Eomuraena Temporal range: Lower Eocene PreꞒ Ꞓ O S D C P T J K Pg N Possible Maastrichtian occurrence

Scientific classification
- Kingdom: Animalia
- Phylum: Chordata
- Class: Actinopterygii
- Division: Teleostei
- Order: Anguilliformes
- Family: Muraenidae
- Genus: †Eomuraena Casier, 1967
- Species: †E. sagittidens
- Binomial name: †Eomuraena sagittidens Casier, 1967

= Eomuraena =

- Authority: Casier, 1967
- Parent authority: Casier, 1967

Extinct genus of fishes

Eomuraena ("dawn Muraena") is an extinct genus of prehistoric marine moray eel that lived during the lower Eocene, with potential Late Cretaceous records also known. It contains a single species, E. sagittidens.

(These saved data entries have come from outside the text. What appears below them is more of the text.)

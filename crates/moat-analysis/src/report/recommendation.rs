//! Recommendation buckets over the final probability.

use std::fmt;

use serde::{Deserialize, Serialize};

use moat_core::constants::{BUY_ABOVE_PCT, SELL_BELOW_PCT, STRONG_BUY_ABOVE_PCT};

#[derive(Debug, Clone, Copy, PartialEq, Eq, Hash, Serialize, Deserialize)]
#[serde(rename_all = "snake_case")]
pub enum Recommendation {
    /// Above 90%.
    StrongBuy,
    /// Above 75%.
    Buy,
    Hold,
    /// Below 30%.
    Sell,
}

impl Recommendation {
    /// Bucket a probability in `[0, 1]`. Boundaries are exclusive.
    pub fn from_probability(probability: f64) -> Self {
        let pct = probability * 100.0;
        if pct > STRONG_BUY_ABOVE_PCT {
            Self::StrongBuy
        } else if pct > BUY_ABOVE_PCT {
            Self::Buy
        } else if pct < SELL_BELOW_PCT {
            Self::Sell
        } else {
            Self::Hold
        }
    }

    pub fn label(&self) -> &'static str {
        match self {
            Self::StrongBuy => "Strong Buy",
            Self::Buy => "Buy",
            Self::Hold => "Hold",
            Self::Sell => "Sell",
        }
    }
}

impl fmt::Display for Recommendation {
    fn fmt(&self, f: &mut fmt::Formatter<'_>) -> fmt::Result {
        f.write_str(self.label())
    }
}

#[cfg(test)]
mod tests {
    use super::*;

    #[test]
    fn test_buckets() {
        assert_eq!(Recommendation::from_probability(0.95), Recommendation::StrongBuy);
        assert_eq!(Recommendation::from_probability(0.80), Recommendation::Buy);
        assert_eq!(Recommendation::from_probability(0.50), Recommendation::Hold);
        assert_eq!(Recommendation::from_probability(0.10), Recommendation::Sell);
    }

    #[test]
    fn test_boundaries_are_exclusive() {
        assert_eq!(Recommendation::from_probability(0.90), Recommendation::Buy);
        assert_eq!(Recommendation::from_probability(0.75), Recommendation::Hold);
        assert_eq!(Recommendation::from_probability(0.30), Recommendation::Hold);
    }
}
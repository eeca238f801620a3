//! Core types, errors, config, tracing, and constants for Moat.
//!
//! Moat turns markdown financial tables into a single "confidence this
//! security is a quality investment" probability plus an evidentiary trace.
//! This crate holds everything the analysis engine shares with its callers.

pub mod config;
pub mod constants;
pub mod errors;
pub mod tracing;
pub mod types;

pub use types::Target;
//! Property-based tests for ledger invariants.
//!
//! Uses proptest to fuzz-verify:
//!   - the probability stays in [0, 1] after every update
//!   - the evidence log forms an unbroken prior → posterior chain
//!   - equal, zero, and degenerate likelihoods behave as documented

use proptest::prelude::*;

use moat_analysis::evaluator::{MetricEvaluator, MetricsSnapshot};
use moat_analysis::{BayesianLedger, Impact};

fn likelihood() -> impl Strategy<Value = f64> {
    prop_oneof![Just(0.0), Just(1.0), 0.0f64..=1.0]
}

fn update_sequence() -> impl Strategy<Value = Vec<(f64, f64)>> {
    prop::collection::vec((likelihood(), likelihood()), 0..40)
}

proptest! {
    #[test]
    fn prop_probability_bounded(base in 0.0f64..=1.0, updates in update_sequence()) {
        let mut ledger = BayesianLedger::new(base);
        for (i, (q, a)) in updates.iter().enumerate() {
            ledger.update(format!("e{i}"), "-", *q, *a);
            let p = ledger.probability();
            prop_assert!((0.0..=1.0).contains(&p), "probability {} escaped [0, 1]", p);
        }
    }

    #[test]
    fn prop_log_is_a_chain(base in 0.0f64..=1.0, updates in update_sequence()) {
        let mut ledger = BayesianLedger::new(base);
        for (i, (q, a)) in updates.iter().enumerate() {
            ledger.update(format!("e{i}"), "-", *q, *a);
        }
        let log = ledger.evidence();
        if let Some(first) = log.first() {
            prop_assert_eq!(first.prior_before, ledger.base_rate());
        }
        for pair in log.windows(2) {
            prop_assert_eq!(pair[1].prior_before, pair[0].posterior_after);
        }
        let last = log.last().map_or(ledger.base_rate(), |r| r.posterior_after);
        prop_assert_eq!(last, ledger.probability());
    }

    #[test]
    fn prop_equal_likelihoods_neutral(base in 0.0f64..=1.0, l in 0.001f64..=1.0) {
        let mut ledger = BayesianLedger::new(base);
        let posterior = ledger.update("equal", "-", l, l).unwrap();
        prop_assert!((posterior - base).abs() < 1e-9);
        prop_assert_eq!(ledger.evidence()[0].impact, Impact::Neutral);
    }

    #[test]
    fn prop_quality_exclusive_evidence_gives_certainty(
        base in 0.001f64..=1.0,
        q in 0.001f64..=1.0,
    ) {
        let mut ledger = BayesianLedger::new(base);
        prop_assert_eq!(ledger.update("exclusive", "-", q, 0.0), Some(1.0));
    }

    #[test]
    fn prop_average_exclusive_evidence_gives_zero(base in 0.0f64..0.999, a in 0.001f64..=1.0) {
        let mut ledger = BayesianLedger::new(base);
        prop_assert_eq!(ledger.update("disqualifying", "-", 0.0, a), Some(0.0));
    }

    #[test]
    fn prop_double_zero_is_noop(base in 0.0f64..=1.0, updates in update_sequence()) {
        let mut ledger = BayesianLedger::new(base);
        for (i, (q, a)) in updates.iter().enumerate() {
            ledger.update(format!("e{i}"), "-", *q, *a);
        }
        let (len, p) = (ledger.len(), ledger.probability());
        prop_assert!(ledger.update("both zero", "-", 0.0, 0.0).is_none());
        prop_assert_eq!(ledger.len(), len);
        prop_assert_eq!(ledger.probability(), p);
    }

    #[test]
    fn prop_rules_keep_probability_bounded(
        growth in prop::option::of(-50.0f64..80.0),
        benchmark in prop::option::of(-10.0f64..40.0),
        roe in prop::option::of(-20.0f64..60.0),
        pe in prop::option::of(-10.0f64..120.0),
        median in prop::option::of(-5.0f64..60.0),
        peg in prop::option::of(-2.0f64..5.0),
        dividend_yield in prop::option::of(0.0f64..10.0),
    ) {
        let metrics = MetricsSnapshot {
            growth_3y: growth,
            growth_benchmark: benchmark,
            roe,
            pe,
            peer_median_pe: median,
            peg,
            dividend_yield,
        };
        let mut ledger = BayesianLedger::new(0.10);
        let rejected = MetricEvaluator::evaluate(&metrics, &mut ledger);
        prop_assert!(rejected.is_empty(), "authored rules never degenerate: {:?}", rejected);
        prop_assert!((0.0..=1.0).contains(&ledger.probability()));
        prop_assert!(ledger.len() <= 7);
    }
}
//! Sequential Bayesian evidence ledger.
//!
//! Each evidence item is folded in with a full Bayes update whose prior is
//! the previous posterior. This treats evidence items as conditionally
//! independent given the hypothesis; rule order is therefore part of the
//! observable result and must not be changed.

pub mod bayes;
pub mod types;

pub use bayes::BayesianLedger;
pub use types::{EvidenceRecord, Impact, LikelihoodRatio};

Definitive records of E. sagittidens are only known from fossil neurocrania in Early Eocene-aged sediments on the German island of Fehmarn. However, the teeth of a similar fish (referred to as Eomuraena cf. sagittidens) are known from marine-brackish sediments in the late Maastrichtian-aged Lameta Formation and freshwater sediments in the Early Paleocene-aged Intertrappean Beds of India.